# [Exercise brief]
Copy the lines word for word. Begin at the line that contains "impl<F: Fn(Duration) +" and end with the final line of the data.

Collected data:

┄┄┄┄┄┄┄┄┄┄┄┄┄┄┄┄┄┄┄┄

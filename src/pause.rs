use std::time::Duration;

/// Where the keeper's fixed waits (retry backoff, login settle time) go.
pub trait Sleeper: Send {
    fn sleep(&self, duration: Duration);
}

/// Blocks the calling thread.
#[derive(Debug, Default, Clone, Copy)]
pub struct ThreadSleeper;

impl Sleeper for ThreadSleeper {
    fn sleep(&self, duration: Duration) {
        std::thread::sleep(duration);
    }
}

#[cfg(test)]
pub mod testing {
    use std::sync::Arc;
    use std::time::Duration;

    use parking_lot::Mutex;

    use super::Sleeper;

    /// Records requested sleeps instead of sleeping.
    #[derive(Debug, Default, Clone)]
    pub struct RecordingSleeper {
        pub slept: Arc<Mutex<Vec<Duration>>>,
    }

    impl RecordingSleeper {
        pub fn count(&self, duration: Duration) -> usize {
            self.slept.lock().iter().filter(|d| **d == duration).count()
        }
    }

    impl Sleeper for RecordingSleeper {
        fn sleep(&self, duration: Duration) {
            self.slept.lock().push(duration);
        }
    }

    /// Runs a hook instead of sleeping.
    pub struct HookSleeper<F>(pub F);

    impl<F: Fn(Duration) + Send> Sleeper for HookSleeper<F> {
        fn sleep(&self, duration: Duration) {
            (self.0)(duration);
        }
    }
}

┄┄┄┄┄┄┄┄┄┄┄┄┄┄┄┄┄┄┄┄

# [Output for this task]
    impl<F: Fn(Duration) + Send> Sleeper for HookSleeper<F> {
        fn sleep(&self, duration: Duration) {
            (self.0)(duration);
        }
    }
}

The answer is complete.